= Chat log =

Archive of transcripts from online chat

A chat log is an archive of transcripts from online chat and instant messaging conversations. Many chat or IM applications allow for the client-side archiving of online chat conversations, while a subset of chat or IM clients (i.e., Google Talk and Yahoo! Messenger 11 Beta) allow for the saving of chat archives on a server for future retrieval. Most IRC clients and many IRC bots include chat logging to a local file as a standard feature.

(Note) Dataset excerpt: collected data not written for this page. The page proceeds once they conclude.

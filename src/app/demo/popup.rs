use crate::app::services::OptionsPanel;
use crate::track::{SheetRef, Track};

/// Options sheet shown as a popup over the list.
#[derive(Debug, Default)]
pub struct OptionsPopup {
    open: Option<(Track, Option<SheetRef>)>,
}

impl OptionsPopup {
    pub fn is_open(&self) -> bool {
        self.open.is_some()
    }

    pub fn current(&self) -> Option<(&Track, Option<&SheetRef>)> {
        self.open
            .as_ref()
            .map(|(track, sheet)| (track, sheet.as_ref()))
    }

    pub fn close(&mut self) {
        if self.open.take().is_some() {
            log::debug!("Options popup closed");
        }
    }
}

impl OptionsPanel for OptionsPopup {
    fn show_track_options(&mut self, track: &Track, sheet: Option<&SheetRef>) {
        log::debug!("Options popup opened for {}", track.row_key());
        self.open = Some((track.clone(), sheet.cloned()));
    }
}

#[cfg(test)]
mod tests {
    use super::*;

    #[test]
    fn test_open_and_close() {
        let mut popup = OptionsPopup::default();
        let sheet = SheetRef {
            platform: "qq".to_string(),
            id: "7".to_string(),
            title: "Daily".to_string(),
        };
        popup.show_track_options(&Track::new("qq", "1", "T", "A"), Some(&sheet));
        let (track, shown_sheet) = popup.current().unwrap();
        assert_eq!(track.id, "1");
        assert_eq!(shown_sheet.map(|s| s.title.as_str()), Some("Daily"));

        popup.close();
        assert!(!popup.is_open());
    }
}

Websites exist that publish chat logs, usually dedicated to a single channel and including a search engine. This can conflict with users' expectations of privacy. Some IRC networks have published guidelines on making chat logs public. Due to their real time nature, chat logs may be used to identify anonymous users by correlating information posted on different mediums.

==Examples==
- Google has integrated its own chat archiving feature into Gmail, which lists Google Talk conversations alongside email conversations.
- Yahoo first experimented with online archiving of Yahoo Messenger chat logs through its Yahoo! Messenger for the Web application, which separately saves its own chat archive when users communicate through that client. In 2010, the beta of the 11th version of the standalone Messenger client featured online archiving of chat logs, although the archive is only available and viewable from within the logged-in client.
- bash.org is a website hosting user-posted chat logs from IRC.